YOUR INSTRUCTIONS
Retype, word for word, every line from the one holding "filename crates/foodwaste_cli/src/commands/init.rs" through the one holding "let accessor = SqliteAccessor::open(super::config(path))?;" in the entries below, both included, and only those lines.

Dataset entries:
= Beginning of Section =
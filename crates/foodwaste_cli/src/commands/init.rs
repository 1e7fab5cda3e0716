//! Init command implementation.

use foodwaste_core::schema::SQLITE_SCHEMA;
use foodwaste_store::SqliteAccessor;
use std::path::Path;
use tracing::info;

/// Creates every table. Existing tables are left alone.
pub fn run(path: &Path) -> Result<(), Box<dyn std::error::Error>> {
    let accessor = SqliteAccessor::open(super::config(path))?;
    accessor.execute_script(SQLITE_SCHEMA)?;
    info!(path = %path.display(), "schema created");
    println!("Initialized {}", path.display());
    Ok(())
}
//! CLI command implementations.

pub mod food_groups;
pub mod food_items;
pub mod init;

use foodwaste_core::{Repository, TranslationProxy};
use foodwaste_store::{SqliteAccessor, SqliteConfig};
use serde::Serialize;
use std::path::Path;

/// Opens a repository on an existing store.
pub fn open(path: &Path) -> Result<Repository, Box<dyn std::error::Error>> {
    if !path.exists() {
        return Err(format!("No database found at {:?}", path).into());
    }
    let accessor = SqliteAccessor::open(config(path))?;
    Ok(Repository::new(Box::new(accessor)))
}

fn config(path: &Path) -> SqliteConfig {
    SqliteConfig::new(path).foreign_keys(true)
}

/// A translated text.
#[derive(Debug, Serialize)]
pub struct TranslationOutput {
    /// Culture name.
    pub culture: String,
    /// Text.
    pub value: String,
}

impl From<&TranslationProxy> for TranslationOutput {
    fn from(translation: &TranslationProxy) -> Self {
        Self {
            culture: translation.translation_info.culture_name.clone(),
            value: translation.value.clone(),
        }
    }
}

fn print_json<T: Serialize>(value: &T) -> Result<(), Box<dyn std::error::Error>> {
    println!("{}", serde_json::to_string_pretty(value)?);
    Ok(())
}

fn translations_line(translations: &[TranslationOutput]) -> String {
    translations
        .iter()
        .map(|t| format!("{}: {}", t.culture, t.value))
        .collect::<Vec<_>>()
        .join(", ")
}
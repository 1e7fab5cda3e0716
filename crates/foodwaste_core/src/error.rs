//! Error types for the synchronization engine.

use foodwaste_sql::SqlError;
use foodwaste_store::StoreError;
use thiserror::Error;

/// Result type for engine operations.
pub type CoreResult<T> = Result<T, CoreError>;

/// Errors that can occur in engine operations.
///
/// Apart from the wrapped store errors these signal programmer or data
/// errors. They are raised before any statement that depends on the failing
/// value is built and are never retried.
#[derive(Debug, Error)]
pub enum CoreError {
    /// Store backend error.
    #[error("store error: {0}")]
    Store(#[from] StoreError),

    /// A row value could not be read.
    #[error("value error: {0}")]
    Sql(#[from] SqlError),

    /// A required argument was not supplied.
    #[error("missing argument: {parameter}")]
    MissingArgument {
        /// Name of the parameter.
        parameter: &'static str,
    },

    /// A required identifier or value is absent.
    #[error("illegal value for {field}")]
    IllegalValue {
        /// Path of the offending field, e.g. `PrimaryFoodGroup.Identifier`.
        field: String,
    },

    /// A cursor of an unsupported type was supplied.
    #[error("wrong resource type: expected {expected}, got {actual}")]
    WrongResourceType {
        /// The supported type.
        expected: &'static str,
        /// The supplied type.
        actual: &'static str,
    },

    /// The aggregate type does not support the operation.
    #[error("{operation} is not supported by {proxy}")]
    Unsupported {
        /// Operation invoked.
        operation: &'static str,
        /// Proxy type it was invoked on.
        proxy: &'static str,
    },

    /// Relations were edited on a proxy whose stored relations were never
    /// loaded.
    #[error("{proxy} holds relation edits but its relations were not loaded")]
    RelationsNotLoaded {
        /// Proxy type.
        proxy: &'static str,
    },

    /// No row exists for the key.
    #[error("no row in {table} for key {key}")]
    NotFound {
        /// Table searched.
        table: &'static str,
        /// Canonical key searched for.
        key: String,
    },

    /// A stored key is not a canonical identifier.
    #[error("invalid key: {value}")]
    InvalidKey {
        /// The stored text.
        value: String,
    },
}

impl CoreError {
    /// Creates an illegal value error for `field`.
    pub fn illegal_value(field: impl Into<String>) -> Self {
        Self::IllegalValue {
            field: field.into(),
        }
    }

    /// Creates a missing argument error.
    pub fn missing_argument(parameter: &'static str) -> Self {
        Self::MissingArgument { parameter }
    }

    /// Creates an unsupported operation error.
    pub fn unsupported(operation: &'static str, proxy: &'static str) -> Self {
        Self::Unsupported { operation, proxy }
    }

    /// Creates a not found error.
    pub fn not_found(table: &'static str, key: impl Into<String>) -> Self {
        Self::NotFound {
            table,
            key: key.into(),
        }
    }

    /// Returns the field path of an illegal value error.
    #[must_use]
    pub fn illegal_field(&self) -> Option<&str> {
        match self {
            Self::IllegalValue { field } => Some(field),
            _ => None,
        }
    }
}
= End of Section =
= Beginning of Section =
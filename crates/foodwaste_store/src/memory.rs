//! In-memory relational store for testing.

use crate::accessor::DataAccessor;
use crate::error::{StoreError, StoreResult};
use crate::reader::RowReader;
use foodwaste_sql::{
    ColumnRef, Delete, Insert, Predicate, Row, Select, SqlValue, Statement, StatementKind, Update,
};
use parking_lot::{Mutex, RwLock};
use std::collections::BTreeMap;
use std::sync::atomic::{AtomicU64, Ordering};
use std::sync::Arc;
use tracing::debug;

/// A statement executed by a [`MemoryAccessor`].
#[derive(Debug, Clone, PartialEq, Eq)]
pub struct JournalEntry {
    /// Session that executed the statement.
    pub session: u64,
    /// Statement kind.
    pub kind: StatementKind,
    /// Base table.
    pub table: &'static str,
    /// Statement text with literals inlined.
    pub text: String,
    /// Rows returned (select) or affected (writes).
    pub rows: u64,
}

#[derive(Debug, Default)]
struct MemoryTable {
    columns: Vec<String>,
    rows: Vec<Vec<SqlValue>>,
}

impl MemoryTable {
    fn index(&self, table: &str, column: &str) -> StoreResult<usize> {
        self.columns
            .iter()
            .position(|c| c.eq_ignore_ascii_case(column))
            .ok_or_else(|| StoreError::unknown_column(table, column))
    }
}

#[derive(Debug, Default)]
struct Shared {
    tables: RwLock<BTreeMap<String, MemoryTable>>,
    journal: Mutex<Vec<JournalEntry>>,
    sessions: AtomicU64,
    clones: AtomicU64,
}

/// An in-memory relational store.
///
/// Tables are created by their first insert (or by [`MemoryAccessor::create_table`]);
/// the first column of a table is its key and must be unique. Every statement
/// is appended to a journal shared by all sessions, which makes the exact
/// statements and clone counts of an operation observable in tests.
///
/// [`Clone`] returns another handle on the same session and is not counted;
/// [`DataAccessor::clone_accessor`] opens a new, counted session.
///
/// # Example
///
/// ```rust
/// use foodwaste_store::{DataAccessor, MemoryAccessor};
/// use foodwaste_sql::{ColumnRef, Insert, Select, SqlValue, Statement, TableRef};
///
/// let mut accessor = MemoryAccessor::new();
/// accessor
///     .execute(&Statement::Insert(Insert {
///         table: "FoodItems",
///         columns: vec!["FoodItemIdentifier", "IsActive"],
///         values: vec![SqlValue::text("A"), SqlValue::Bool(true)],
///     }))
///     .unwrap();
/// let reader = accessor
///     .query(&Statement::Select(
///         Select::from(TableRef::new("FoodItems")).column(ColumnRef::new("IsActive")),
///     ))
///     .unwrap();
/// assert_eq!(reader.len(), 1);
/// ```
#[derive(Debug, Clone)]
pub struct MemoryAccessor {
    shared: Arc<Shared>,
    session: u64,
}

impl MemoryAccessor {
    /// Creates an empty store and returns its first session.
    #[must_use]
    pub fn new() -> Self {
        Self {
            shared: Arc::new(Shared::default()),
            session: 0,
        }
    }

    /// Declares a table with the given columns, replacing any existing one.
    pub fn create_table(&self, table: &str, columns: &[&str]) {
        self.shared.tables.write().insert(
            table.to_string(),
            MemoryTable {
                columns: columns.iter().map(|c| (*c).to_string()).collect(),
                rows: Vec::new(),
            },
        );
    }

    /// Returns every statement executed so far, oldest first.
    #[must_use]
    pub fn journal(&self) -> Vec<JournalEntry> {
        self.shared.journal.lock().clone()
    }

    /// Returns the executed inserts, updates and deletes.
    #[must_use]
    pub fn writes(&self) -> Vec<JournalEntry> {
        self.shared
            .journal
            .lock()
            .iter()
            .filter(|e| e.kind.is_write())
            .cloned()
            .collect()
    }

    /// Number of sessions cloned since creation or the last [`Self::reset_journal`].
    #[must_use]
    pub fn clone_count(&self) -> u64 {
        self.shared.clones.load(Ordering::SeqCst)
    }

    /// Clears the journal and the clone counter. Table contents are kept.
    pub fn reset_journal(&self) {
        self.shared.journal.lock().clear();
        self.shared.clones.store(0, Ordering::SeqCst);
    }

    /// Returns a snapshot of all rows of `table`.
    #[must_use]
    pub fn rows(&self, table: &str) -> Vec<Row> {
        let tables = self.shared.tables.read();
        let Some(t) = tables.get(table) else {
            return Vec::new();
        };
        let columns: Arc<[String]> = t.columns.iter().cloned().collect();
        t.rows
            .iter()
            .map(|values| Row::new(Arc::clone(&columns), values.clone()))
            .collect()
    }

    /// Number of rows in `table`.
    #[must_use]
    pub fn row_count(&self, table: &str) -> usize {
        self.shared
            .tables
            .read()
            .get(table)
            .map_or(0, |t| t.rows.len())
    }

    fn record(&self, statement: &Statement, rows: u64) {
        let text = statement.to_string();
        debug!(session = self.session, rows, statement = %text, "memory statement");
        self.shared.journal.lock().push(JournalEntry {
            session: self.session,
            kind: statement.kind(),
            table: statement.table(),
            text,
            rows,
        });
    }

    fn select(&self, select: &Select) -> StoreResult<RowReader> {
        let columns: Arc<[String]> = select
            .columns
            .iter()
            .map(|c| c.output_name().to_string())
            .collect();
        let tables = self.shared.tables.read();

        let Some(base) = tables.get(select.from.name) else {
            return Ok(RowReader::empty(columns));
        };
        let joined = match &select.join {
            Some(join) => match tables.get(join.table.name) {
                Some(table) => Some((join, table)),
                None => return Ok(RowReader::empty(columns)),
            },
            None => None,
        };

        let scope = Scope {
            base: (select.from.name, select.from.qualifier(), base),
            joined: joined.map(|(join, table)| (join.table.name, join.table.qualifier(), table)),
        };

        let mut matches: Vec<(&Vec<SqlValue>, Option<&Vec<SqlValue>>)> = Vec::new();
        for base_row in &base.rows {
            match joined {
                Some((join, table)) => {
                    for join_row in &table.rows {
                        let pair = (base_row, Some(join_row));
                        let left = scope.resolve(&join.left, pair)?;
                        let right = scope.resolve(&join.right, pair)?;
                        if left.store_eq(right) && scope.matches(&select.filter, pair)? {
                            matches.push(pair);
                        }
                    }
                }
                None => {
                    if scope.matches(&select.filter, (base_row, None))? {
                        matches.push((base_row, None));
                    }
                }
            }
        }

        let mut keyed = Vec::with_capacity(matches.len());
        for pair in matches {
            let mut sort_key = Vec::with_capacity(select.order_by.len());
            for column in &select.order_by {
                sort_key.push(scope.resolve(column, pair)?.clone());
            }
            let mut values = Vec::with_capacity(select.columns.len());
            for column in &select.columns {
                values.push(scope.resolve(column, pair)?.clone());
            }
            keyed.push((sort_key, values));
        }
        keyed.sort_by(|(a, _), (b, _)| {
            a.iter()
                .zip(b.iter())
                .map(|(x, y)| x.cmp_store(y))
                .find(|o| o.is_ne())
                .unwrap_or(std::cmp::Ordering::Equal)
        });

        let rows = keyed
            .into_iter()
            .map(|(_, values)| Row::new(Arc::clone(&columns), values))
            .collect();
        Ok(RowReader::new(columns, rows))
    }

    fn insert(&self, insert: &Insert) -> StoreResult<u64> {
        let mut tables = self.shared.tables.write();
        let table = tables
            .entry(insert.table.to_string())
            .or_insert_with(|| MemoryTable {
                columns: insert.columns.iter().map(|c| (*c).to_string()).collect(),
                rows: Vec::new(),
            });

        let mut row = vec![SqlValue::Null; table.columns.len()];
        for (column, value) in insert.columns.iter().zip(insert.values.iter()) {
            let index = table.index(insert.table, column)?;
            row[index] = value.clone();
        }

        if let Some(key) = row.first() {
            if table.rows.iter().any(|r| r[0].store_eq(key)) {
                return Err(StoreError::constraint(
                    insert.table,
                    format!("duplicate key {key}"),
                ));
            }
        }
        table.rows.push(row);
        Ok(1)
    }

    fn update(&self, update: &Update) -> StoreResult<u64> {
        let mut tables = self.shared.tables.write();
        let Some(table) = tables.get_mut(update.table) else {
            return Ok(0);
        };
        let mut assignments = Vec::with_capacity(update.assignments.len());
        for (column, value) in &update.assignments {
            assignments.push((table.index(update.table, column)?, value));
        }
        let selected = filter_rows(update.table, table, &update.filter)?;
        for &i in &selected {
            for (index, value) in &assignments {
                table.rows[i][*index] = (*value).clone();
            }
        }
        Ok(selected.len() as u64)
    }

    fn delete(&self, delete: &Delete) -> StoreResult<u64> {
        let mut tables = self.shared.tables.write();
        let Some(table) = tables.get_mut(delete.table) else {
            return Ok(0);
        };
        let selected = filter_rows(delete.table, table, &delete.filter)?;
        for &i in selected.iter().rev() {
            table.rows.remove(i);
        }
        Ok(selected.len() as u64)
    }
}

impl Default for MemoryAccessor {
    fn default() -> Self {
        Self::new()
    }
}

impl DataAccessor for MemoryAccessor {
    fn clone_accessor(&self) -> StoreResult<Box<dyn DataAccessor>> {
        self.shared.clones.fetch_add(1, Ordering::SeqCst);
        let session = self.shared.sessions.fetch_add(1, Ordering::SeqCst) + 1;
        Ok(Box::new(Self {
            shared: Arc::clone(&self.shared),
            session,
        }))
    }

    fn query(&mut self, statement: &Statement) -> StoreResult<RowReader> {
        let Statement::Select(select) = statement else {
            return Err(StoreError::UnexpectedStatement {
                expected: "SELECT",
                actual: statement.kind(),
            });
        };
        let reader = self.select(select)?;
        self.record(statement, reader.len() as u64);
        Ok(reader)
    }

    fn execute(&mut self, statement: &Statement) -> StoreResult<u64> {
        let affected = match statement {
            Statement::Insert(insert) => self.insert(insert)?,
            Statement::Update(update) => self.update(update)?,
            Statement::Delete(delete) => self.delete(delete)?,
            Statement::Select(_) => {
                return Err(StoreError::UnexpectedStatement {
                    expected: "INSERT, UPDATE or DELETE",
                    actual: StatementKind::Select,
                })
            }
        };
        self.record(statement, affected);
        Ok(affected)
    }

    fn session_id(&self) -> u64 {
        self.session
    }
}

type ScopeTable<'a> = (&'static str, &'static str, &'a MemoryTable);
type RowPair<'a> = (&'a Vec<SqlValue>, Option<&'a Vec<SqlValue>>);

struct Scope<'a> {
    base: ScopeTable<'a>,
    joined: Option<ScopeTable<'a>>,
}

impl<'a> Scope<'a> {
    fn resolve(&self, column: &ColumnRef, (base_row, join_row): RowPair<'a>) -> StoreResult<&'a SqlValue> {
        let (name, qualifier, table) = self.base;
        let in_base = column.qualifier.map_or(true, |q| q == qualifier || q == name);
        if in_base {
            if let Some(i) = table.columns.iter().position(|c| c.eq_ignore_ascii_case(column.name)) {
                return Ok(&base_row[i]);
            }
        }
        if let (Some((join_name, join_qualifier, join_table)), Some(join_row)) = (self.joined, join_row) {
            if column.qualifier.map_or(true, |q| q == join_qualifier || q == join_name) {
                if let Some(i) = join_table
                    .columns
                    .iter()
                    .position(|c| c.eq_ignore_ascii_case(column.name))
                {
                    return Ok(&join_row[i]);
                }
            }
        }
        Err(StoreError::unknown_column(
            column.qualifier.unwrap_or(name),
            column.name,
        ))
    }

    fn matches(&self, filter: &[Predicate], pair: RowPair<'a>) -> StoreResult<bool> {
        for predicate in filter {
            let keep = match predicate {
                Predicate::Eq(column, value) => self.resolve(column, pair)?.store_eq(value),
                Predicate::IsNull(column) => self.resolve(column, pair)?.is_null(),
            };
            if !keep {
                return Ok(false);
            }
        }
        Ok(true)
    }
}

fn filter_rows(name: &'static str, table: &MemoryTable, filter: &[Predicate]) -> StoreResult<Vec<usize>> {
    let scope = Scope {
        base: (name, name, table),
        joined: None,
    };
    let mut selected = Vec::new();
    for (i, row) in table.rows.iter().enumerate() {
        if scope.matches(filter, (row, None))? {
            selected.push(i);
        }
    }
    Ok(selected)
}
= End of Section =
= Beginning of Section =
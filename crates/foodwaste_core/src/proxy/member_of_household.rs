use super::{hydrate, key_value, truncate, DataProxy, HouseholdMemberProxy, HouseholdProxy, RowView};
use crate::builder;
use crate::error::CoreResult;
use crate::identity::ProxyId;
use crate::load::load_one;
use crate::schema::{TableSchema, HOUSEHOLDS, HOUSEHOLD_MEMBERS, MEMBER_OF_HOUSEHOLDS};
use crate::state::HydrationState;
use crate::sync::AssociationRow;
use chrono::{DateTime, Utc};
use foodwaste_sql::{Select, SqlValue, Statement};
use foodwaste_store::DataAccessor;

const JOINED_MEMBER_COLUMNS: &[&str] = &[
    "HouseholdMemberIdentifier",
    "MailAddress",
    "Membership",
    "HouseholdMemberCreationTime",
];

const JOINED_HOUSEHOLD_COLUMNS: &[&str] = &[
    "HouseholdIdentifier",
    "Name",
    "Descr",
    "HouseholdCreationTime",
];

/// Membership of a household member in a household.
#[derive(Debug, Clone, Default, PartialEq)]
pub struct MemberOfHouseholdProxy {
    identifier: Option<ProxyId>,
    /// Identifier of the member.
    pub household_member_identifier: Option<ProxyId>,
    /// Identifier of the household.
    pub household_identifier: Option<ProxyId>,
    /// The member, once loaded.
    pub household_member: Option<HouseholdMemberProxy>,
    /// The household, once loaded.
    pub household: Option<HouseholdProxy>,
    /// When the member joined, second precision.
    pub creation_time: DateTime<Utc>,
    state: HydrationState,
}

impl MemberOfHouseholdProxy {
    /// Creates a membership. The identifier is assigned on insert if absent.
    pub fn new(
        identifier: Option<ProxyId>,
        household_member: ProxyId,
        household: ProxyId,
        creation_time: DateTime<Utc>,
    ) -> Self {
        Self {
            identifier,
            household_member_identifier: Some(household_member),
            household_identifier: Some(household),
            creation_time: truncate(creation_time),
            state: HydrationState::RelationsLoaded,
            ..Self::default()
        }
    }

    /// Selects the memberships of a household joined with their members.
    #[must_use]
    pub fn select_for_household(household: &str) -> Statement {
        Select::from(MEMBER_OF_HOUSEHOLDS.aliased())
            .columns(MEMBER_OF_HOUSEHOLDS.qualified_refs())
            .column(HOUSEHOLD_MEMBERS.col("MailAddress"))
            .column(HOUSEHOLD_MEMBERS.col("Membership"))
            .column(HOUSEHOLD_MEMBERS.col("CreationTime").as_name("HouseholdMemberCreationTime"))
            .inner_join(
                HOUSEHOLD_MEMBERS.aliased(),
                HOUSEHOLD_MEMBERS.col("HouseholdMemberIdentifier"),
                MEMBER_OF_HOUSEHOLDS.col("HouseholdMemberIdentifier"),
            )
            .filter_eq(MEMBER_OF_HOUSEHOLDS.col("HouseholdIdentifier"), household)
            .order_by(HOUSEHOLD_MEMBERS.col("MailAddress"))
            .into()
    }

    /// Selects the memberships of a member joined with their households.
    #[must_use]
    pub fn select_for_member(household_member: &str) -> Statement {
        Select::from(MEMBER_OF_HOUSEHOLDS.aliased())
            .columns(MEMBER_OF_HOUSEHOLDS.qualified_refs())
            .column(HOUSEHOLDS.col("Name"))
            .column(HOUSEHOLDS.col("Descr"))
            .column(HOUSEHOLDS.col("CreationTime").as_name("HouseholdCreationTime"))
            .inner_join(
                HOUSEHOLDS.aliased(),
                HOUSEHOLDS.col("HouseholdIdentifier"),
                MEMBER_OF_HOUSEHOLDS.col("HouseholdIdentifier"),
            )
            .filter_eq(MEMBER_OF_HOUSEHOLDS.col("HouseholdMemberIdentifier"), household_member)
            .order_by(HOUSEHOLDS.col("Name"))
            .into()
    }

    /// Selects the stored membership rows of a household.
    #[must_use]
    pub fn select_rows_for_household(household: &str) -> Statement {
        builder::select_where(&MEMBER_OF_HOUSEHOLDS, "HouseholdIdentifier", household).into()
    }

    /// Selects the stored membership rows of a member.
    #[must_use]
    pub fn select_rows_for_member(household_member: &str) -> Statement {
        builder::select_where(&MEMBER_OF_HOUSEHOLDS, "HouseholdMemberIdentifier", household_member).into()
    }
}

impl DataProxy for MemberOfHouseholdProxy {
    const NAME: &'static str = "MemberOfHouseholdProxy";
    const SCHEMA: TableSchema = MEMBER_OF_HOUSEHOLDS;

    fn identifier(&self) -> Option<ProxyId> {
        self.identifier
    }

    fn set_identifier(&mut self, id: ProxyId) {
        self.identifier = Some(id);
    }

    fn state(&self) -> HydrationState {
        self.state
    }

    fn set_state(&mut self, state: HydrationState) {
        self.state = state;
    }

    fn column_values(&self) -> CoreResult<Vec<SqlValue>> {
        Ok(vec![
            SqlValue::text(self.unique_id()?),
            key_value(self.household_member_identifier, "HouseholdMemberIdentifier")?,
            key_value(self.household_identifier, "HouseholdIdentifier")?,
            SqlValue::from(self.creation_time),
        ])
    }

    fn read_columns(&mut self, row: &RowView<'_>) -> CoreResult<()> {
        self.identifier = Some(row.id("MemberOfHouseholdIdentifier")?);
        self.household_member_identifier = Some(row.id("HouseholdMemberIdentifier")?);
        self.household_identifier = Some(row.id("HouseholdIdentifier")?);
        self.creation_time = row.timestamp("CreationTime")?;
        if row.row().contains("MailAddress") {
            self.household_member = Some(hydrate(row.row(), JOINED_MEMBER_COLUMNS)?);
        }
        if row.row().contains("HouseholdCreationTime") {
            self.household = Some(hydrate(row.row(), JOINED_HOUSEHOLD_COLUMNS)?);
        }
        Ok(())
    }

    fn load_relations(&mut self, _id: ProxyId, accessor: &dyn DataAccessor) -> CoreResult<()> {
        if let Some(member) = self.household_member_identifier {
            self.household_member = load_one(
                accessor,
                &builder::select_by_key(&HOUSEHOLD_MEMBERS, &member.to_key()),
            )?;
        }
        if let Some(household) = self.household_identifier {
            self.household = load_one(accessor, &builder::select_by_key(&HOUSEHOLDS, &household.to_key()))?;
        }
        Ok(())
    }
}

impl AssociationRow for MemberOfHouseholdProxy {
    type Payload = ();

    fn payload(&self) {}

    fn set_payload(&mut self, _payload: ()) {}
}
= End of Section =
ANSWER BELOW
filename crates/foodwaste_cli/src/commands/init.rs
repository 1e7fab5cda3e0716
//! Init command implementation.

use foodwaste_core::schema::SQLITE_SCHEMA;
use foodwaste_store::SqliteAccessor;
use std::path::Path;
use tracing::info;

/// Creates every table. Existing tables are left alone.
pub fn run(path: &Path) -> Result<(), Box<dyn std::error::Error>> {
    let accessor = SqliteAccessor::open(super::config(path))?;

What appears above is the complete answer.